OPINIÓN

Cádiz y los turistas sin zapatos

Quienes llegan en patera vienen descalzos, mientras que los que arriban en los cruceros llenan las zapaterías

Siempre ha habido clases. Siempre las habrá. Cuando el primer Neandertal dijo que ese trozo de tierra era suyo se marcaron las normas. Están los de arriba, los que cuentan cómo es el cielo y los que reparten, con un antojo caprichoso y siempre a su favor, los permisos para entrar. No son los más guapos, son la belleza. No son quienes tienen el poder, son el poder mismo. Desde arriba, porque donde quiera que estén se llamará arriba, contemplan estupefactos a los de abajo, a los sin nombre, a los carasucias. No es que estén sucios, es que ellos son la misma mierda. Lo que los de arriba han decidido que sea la mierda.
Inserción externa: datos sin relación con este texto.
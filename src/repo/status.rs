// src/repo/status.rs

//! Reconcile package status with the artifacts found on disk

use crate::db::models::{Package, PackageStatus};
use crate::error::Result;
use crate::repo::artifact;
use rusqlite::Connection;
use std::collections::HashSet;
use std::fs;
use std::path::Path;
use tracing::{debug, warn};

/// Result of `fix_disk_vs_db`
#[derive(Debug, Clone, Copy, Default, PartialEq, Eq)]
pub struct FixStats {
    /// Packages moved to the target status
    pub updated: usize,
    /// Artifacts deleted because no current package matched them
    pub removed: usize,
}

/// Set every package with a current artifact in `dir` to `status`
///
/// A package is counted once even when several artifacts (sub-packages)
/// share its origin. With `job_id` set, only packages without a job id or
/// with that job id match, and they get it assigned. With
/// `remove_unexpected`, artifacts that match no package are deleted.
#[allow(clippy::too_many_arguments)]
pub fn fix_disk_vs_db(
    conn: &Connection,
    dir: &Path,
    arch: &str,
    branch: &str,
    splitrepo: Option<&str>,
    status: PackageStatus,
    remove_unexpected: bool,
    job_id: Option<i64>,
) -> Result<FixStats> {
    let mut stats = FixStats::default();
    let mut seen: HashSet<String> = HashSet::new();

    for path in artifact::list(dir)? {
        let info = artifact::read_info(&path)?;
        let package = Package::find(conn, arch, branch, &info.origin)?.filter(|p| {
            p.version == info.pkgver
                && p.splitrepo.as_deref() == splitrepo
                && (job_id.is_none() || p.job_id.is_none() || p.job_id == job_id)
        });

        let Some(mut package) = package else {
            if remove_unexpected {
                warn!("Removing unexpected artifact {}", path.display());
                fs::remove_file(&path)?;
                stats.removed += 1;
            }
            continue;
        };

        if !seen.insert(package.pkgname.clone()) {
            continue;
        }

        if !package.status.can_transition_to(status) {
            warn!(
                "{}: not changing {} from {} to {}",
                path.display(),
                package.pkgname,
                package.status,
                status
            );
            continue;
        }

        let new_job_id = job_id.or(package.job_id);
        if package.status != status || package.job_id != new_job_id {
            debug!("{}: {} -> {}", package.pkgname, package.status, status);
            package.set_status_and_job(conn, status, new_job_id)?;
        }
        stats.updated += 1;
    }

    Ok(stats)
}

#[cfg(test)]
mod tests {
    use super::*;
    use crate::db::schema;
    use crate::repo::artifact::tests::write_artifact;
    use tempfile::TempDir;

    fn conn() -> Connection {
        let conn = Connection::open_in_memory().unwrap();
        schema::migrate(&conn).unwrap();
        conn
    }

    #[test]
    fn test_subpackages_count_once() {
        let conn = conn();
        let dir = TempDir::new().unwrap();
        let mut package = Package::new("x86_64", "master", "hello-world", "1-r4");
        package.insert(&conn).unwrap();
        package.set_status(&conn, PackageStatus::Built).unwrap();

        write_artifact(dir.path(), "hello-world", "1-r4", "hello-world");
        write_artifact(dir.path(), "hello-world-doc", "1-r4", "hello-world");

        let stats = fix_disk_vs_db(
            &conn,
            dir.path(),
            "x86_64",
            "master",
            None,
            PackageStatus::Published,
            false,
            None,
        )
        .unwrap();
        assert_eq!(stats, FixStats { updated: 1, removed: 0 });

        let stored = Package::find(&conn, "x86_64", "master", "hello-world")
            .unwrap()
            .unwrap();
        assert_eq!(stored.status, PackageStatus::Published);
    }

    #[test]
    fn test_unexpected_artifacts_are_removed() {
        let conn = conn();
        let dir = TempDir::new().unwrap();
        let mut package = Package::new("x86_64", "master", "hello-world", "1-r4");
        package.insert(&conn).unwrap();

        write_artifact(dir.path(), "hello-world", "1-r3", "hello-world");
        let stats = fix_disk_vs_db(
            &conn,
            dir.path(),
            "x86_64",
            "master",
            None,
            PackageStatus::Built,
            true,
            Some(9),
        )
        .unwrap();
        assert_eq!(stats, FixStats { updated: 0, removed: 1 });
        assert!(artifact::list(dir.path()).unwrap().is_empty());
    }

    #[test]
    fn test_expected_job_id_is_assigned() {
        let conn = conn();
        let dir = TempDir::new().unwrap();
        let mut package = Package::new("x86_64", "master", "systemd", "255-r0");
        package.splitrepo = Some("systemd".to_string());
        package.insert(&conn).unwrap();

        write_artifact(dir.path(), "systemd", "255-r0", "systemd");
        let stats = fix_disk_vs_db(
            &conn,
            dir.path(),
            "x86_64",
            "master",
            Some("systemd"),
            PackageStatus::Built,
            true,
            Some(9),
        )
        .unwrap();
        assert_eq!(stats.updated, 1);

        let stored = Package::find(&conn, "x86_64", "master", "systemd").unwrap().unwrap();
        assert_eq!(stored.status, PackageStatus::Built);
        assert_eq!(stored.job_id, Some(9));
    }
}
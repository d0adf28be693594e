// src/scheduler/mod.rs

//! Build scheduler
//!
//! A build pass decides what to start next: repo bootstraps, packages and
//! images, within the global budget of parallel jobs. When every package
//! of an (arch, branch) is built, the pass publishes its WIP repo instead.
//!
//! Passes never overlap. The symlink repos are rebuilt from scratch during
//! a pass, and a job or a second pass seeing one half-written would serve
//! or sign a corrupt index. The gate is a mutex for threads of this
//! process plus a file lock for other processes (CLI callbacks).
//!
//! Per pass:
//! 1. slots = max parallel jobs - everything currently building
//! 2. for every branch (configured ones first, then staging branches) and
//!    every arch of it, native arch first:
//!    - staging branches wait until their origin is fully published, then
//!      take over what the origin already built
//!    - an unpublished repo bootstrap blocks all package builds
//!    - otherwise start packages whose dependencies are done, failed ones
//!      with retries left before queued ones
//!    - nothing startable: either the repo is stuck, or the WIP repo is
//!      complete and gets published
//!    - other arches wait until the native arch is fully published
//! 3. images for configured branches without unpublished packages

mod lock;
pub mod select;

pub use lock::PassLock;

use crate::config::BranchConfig;
use crate::db::models::{
    Image, ImageStatus, Package, PackageStatus, RepoBootstrap, RepoBootstrapStatus,
};
use crate::error::Result;
use crate::farm::BuildFarm;
use crate::jobs;
use crate::repo::{staging, symlink};
use rusqlite::Connection;
use std::path::PathBuf;
use std::sync::atomic::{AtomicU64, Ordering};
use std::sync::{Mutex, MutexGuard, PoisonError};
use tracing::{debug, info, warn};

/// Knobs for a single build pass
#[derive(Debug, Clone, Default, PartialEq, Eq)]
pub struct PassOptions {
    /// Publish this branch even if its WIP repo is empty, e.g. after
    /// packages were deleted from the database
    pub force_repo_update_branch: Option<String>,

    /// Never publish (used by the status sync timer)
    pub no_repo_update: bool,
}

impl PassOptions {
    pub fn no_repo_update() -> Self {
        Self {
            no_repo_update: true,
            ..Self::default()
        }
    }
}

/// What a build pass did
#[derive(Debug, Clone, Default, PartialEq, Eq)]
pub struct PassSummary {
    /// Package builds started, as `branch/arch/pkgname`
    pub started: Vec<String>,
    /// Repo bootstraps started, as `branch/splitrepo/arch`
    pub bootstraps_started: Vec<String>,
    /// Image builds started, as `branch/device:ui`
    pub images_started: Vec<String>,
    /// Repos with unfinished packages that could not start anything
    pub stuck: Vec<String>,
    /// Repos whose symlink repo was created and sent for signing
    pub published: Vec<String>,
}

impl PassSummary {
    pub fn jobs_started(&self) -> usize {
        self.started.len() + self.bootstraps_started.len() + self.images_started.len()
    }
}

/// Serializes build passes and counts them
pub struct Scheduler {
    gate: Mutex<()>,
    passes: AtomicU64,
    lock_path: PathBuf,
}

impl Scheduler {
    pub fn new(lock_path: impl Into<PathBuf>) -> Self {
        Self {
            gate: Mutex::new(()),
            passes: AtomicU64::new(0),
            lock_path: lock_path.into(),
        }
    }

    /// Number of passes completed by this process
    pub fn passes(&self) -> u64 {
        self.passes.load(Ordering::SeqCst)
    }

    fn lock(&self) -> Result<(MutexGuard<'_, ()>, PassLock)> {
        // a panic in an earlier pass leaves nothing half-done in memory
        let guard = self.gate.lock().unwrap_or_else(PoisonError::into_inner);
        let file_lock = PassLock::acquire(&self.lock_path)?;
        Ok((guard, file_lock))
    }

    /// Run one build pass
    pub fn run_pass(&self, farm: &BuildFarm, options: &PassOptions) -> Result<PassSummary> {
        let _lock = self.lock()?;
        let conn = farm.open_db()?;

        let summary = Pass::new(farm, &conn, options).run()?;
        self.passes.fetch_add(1, Ordering::SeqCst);

        if summary.jobs_started() > 0 || !summary.published.is_empty() {
            info!(
                "Build pass: {} package(s), {} bootstrap(s), {} image(s) started, {} repo(s) published",
                summary.started.len(),
                summary.bootstraps_started.len(),
                summary.images_started.len(),
                summary.published.len()
            );
        }
        Ok(summary)
    }

    /// Run `f` while no pass is running
    pub(crate) fn exclusive<T>(&self, f: impl FnOnce() -> Result<T>) -> Result<T> {
        let _lock = self.lock()?;
        f()
    }
}

/// Format an (arch, branch, splitrepo) for log messages
fn fmt_repo(arch: &str, branch: &str, splitrepo: Option<&str>) -> String {
    match splitrepo {
        Some(splitrepo) => format!("{branch}:{splitrepo}/{arch}"),
        None => format!("{branch}/{arch}"),
    }
}

/// State of one pass
struct Pass<'a> {
    farm: &'a BuildFarm,
    conn: &'a Connection,
    options: &'a PassOptions,
    slots: i64,
    summary: PassSummary,
}

impl<'a> Pass<'a> {
    fn new(farm: &'a BuildFarm, conn: &'a Connection, options: &'a PassOptions) -> Self {
        Self {
            farm,
            conn,
            options,
            slots: 0,
            summary: PassSummary::default(),
        }
    }

    fn retry_max(&self) -> i64 {
        self.farm.config().scheduler.retry_count_max
    }

    fn run(mut self) -> Result<PassSummary> {
        let running = Package::count_by_status(self.conn, PackageStatus::Building)?
            + Image::count_by_status(self.conn, ImageStatus::Building)?
            + RepoBootstrap::count_by_status(self.conn, RepoBootstrapStatus::Building)?;
        let max = self.farm.config().scheduler.max_parallel_build_jobs;
        self.slots = max as i64 - running as i64;
        debug!("Build pass: {} running, {} slot(s) available", running, self.slots);

        for branch in staging::discover(self.farm)? {
            self.build_branch(&branch)?;
        }

        if self.slots > 0 {
            self.build_images()?;
        }
        Ok(self.summary)
    }

    fn build_branch(&mut self, branch: &BranchConfig) -> Result<()> {
        for (i, arch) in branch.arches.iter().enumerate() {
            self.build_arch_branch(arch, &branch.name)?;

            // cross compilers come from the native arch
            if i == 0 && Package::count_unpublished(self.conn, &branch.name, Some(arch))? > 0 {
                debug!(
                    "{}/{}: has unpublished packages, not building other arches",
                    branch.name, arch
                );
                break;
            }
        }
        Ok(())
    }

    fn build_arch_branch(&mut self, arch: &str, branch: &str) -> Result<()> {
        let conn = self.conn;
        let repo = fmt_repo(arch, branch, None);

        if let Some((origin, _)) = staging::branch_split(&self.farm.config().branches, branch) {
            if Package::count_unpublished(conn, origin, None)? > 0 {
                debug!("[{}] skipping, {} has unpublished packages", repo, origin);
                return Ok(());
            }

            let mut splitrepos = Package::splitrepos(conn, arch, origin)?;
            if !splitrepos.contains(&None) {
                splitrepos.insert(0, None);
            }
            for splitrepo in splitrepos {
                staging::sync_with_origin(self.farm, conn, branch, arch, splitrepo.as_deref())?;
            }
        }

        if let Some(mut rb) = RepoBootstrap::list_unpublished(conn, arch, branch)?
            .into_iter()
            .next()
        {
            return self.handle_repo_bootstrap(&mut rb);
        }

        let (started, exhausted) = self.build_packages(arch, branch)?;
        if started > 0 || !exhausted {
            return Ok(());
        }

        if Package::has_unfinished(conn, arch, branch)? {
            warn!("[{}] repo is stuck", repo);
            self.summary.stuck.push(repo);
            return Ok(());
        }

        let force = self.options.force_repo_update_branch.as_deref() == Some(branch);
        if self.options.no_repo_update && !force {
            debug!("[{}] WIP repo complete, not publishing (no_repo_update)", repo);
            return Ok(());
        }

        let mut splitrepos = Package::splitrepos(conn, arch, branch)?;
        if force && !splitrepos.contains(&None) {
            splitrepos.insert(0, None);
        }
        for splitrepo in splitrepos {
            if symlink::create(self.farm, conn, arch, branch, splitrepo.as_deref(), force)? {
                self.summary
                    .published
                    .push(fmt_repo(arch, branch, splitrepo.as_deref()));
            }
        }
        Ok(())
    }

    /// Start the bootstrap or publish it; nothing else is built meanwhile
    fn handle_repo_bootstrap(&mut self, rb: &mut RepoBootstrap) -> Result<()> {
        let label = format!("{}/{}/{}", rb.branch, rb.splitrepo, rb.arch);

        if self.slots <= 0 {
            debug!("{}: repo bootstrap waiting, no slots available", label);
            return Ok(());
        }

        let can_start = match rb.status {
            RepoBootstrapStatus::Queued => true,
            RepoBootstrapStatus::Failed => select::retry_eligible(rb.retry_count, self.retry_max()),
            _ => false,
        };

        if can_start {
            jobs::repo_bootstrap::run(self.farm, self.conn, rb)?;
            self.slots -= 1;
            self.summary.bootstraps_started.push(label.clone());
        } else if rb.status == RepoBootstrapStatus::Built {
            // published even under no_repo_update, packages stay blocked until then
            info!("{}: publishing repo bootstrap", label);
            symlink::create(
                self.farm,
                self.conn,
                &rb.arch,
                &rb.branch,
                Some(&rb.splitrepo),
                true,
            )?;
            self.slots -= 1;
            self.summary
                .published
                .push(fmt_repo(&rb.arch, &rb.branch, Some(&rb.splitrepo)));
        }

        debug!("{}: repo bootstrap not done, not building other packages", label);
        Ok(())
    }

    /// Start as many packages as slots allow
    ///
    /// Returns how many were started, and whether the loop ended because no
    /// candidate was left (as opposed to running out of slots).
    fn build_packages(&mut self, arch: &str, branch: &str) -> Result<(usize, bool)> {
        let mut started = 0;

        loop {
            let candidates = Package::list_candidates(self.conn, arch, branch)?;
            let dependency_statuses = Package::dependency_statuses(self.conn, arch, branch)?;
            let Some(next) =
                select::pick_next_package(&candidates, &dependency_statuses, self.retry_max())
            else {
                if !candidates.is_empty() {
                    debug!(
                        "{}/{}: {} candidate(s), none with finished dependencies",
                        branch,
                        arch,
                        candidates.len()
                    );
                }
                return Ok((started, true));
            };

            if self.slots <= 0 {
                debug!("{}/{}: no more slots available", branch, arch);
                return Ok((started, false));
            }

            let mut package = next.clone();
            let label = format!("{}/{}/{}", branch, arch, package.pkgname);
            if jobs::build_package::run(self.farm, self.conn, &mut package)? {
                self.slots -= 1;
                started += 1;
                self.summary.started.push(label);
            } else {
                debug!("{}: found in WIP repo, marked as built", label);
            }
        }
    }

    fn build_images(&mut self) -> Result<()> {
        let branches: Vec<String> = self
            .farm
            .config()
            .branches
            .iter()
            .map(|b| b.name.clone())
            .collect();

        for branch in branches {
            if Package::count_unpublished(self.conn, &branch, None)? > 0 {
                continue;
            }

            while self.slots > 0 {
                let candidates = Image::list_candidates(self.conn, &branch)?;
                let Some(next) = select::pick_next_image(&candidates, self.retry_max()) else {
                    break;
                };

                let mut image = next.clone();
                jobs::build_image::run(self.farm, self.conn, &mut image)?;
                self.slots -= 1;
                self.summary
                    .images_started
                    .push(format!("{}/{}:{}", image.branch, image.device, image.ui));
            }

            if self.slots <= 0 {
                break;
            }
        }
        Ok(())
    }
}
Esta semana que anuncia verano nos ha dejado a los gaditanos el contraste de los de arriba y los de abajo. La llegada de miles de cruceristas, apóstoles de un dios inmisericorde llamado dinero, a la provincia de Cádiz coincidió con el intento desesperado de los inmigrantes, hijos bastardos del mismo dios que mima a quienes ya lo tienen todo, de alcanzar la orilla de una tierra hospitalaria siempre que no se mezclen los de ‘bussiness’ con los de clase turista. Paradojas de la vida, probablemente cada uno de los desheredados que viajaba a medio metro del agua pagó su billete mucho más caro que quien necesitaba una pasarela para pisar la tierra. Quienes reparten las cartas eligen cómo se juega.

Observando a quienes llegan, en un leviatán de alegres colores o en un jumento que se cae a jirones, se descubren cosas curiosas. Lo que más suelen comprar quienes llegan hasta Cádiz en los lujosos cruceros son zapatos, que acabarán acumulados con los que ya portaban cuando pisaron la ciudad. Las zapaterías, al verlos llegar de lejos desde la torre mirador de la web de la Autoridad Portuaria, abren sus puertas a gritos. Quienes alcanzan la costa en patera tienen los pies descalzos. Se les da agua contra la sed, fruta contra el hambre y mantas contra el frío. Pero se les deja los pies descalzos, para que se acostumbren a que la tierra que pisan no es cómoda, no les quiere, no es la suya. No están arriba, tuvieron que entrar por la puerta del servicio y ésa es la que tiene más cerrojos. Y más porteros.

El mar que es puerta de entrada acaba siendo también la de salida. Tras una estancia corta, unos y otros acabarán volviendo a sus países. Unos, con zapatos, sonrisas y, quizá, pensando en volver. Los otros sin zapatos, con sensación de fracaso y pensando en volver.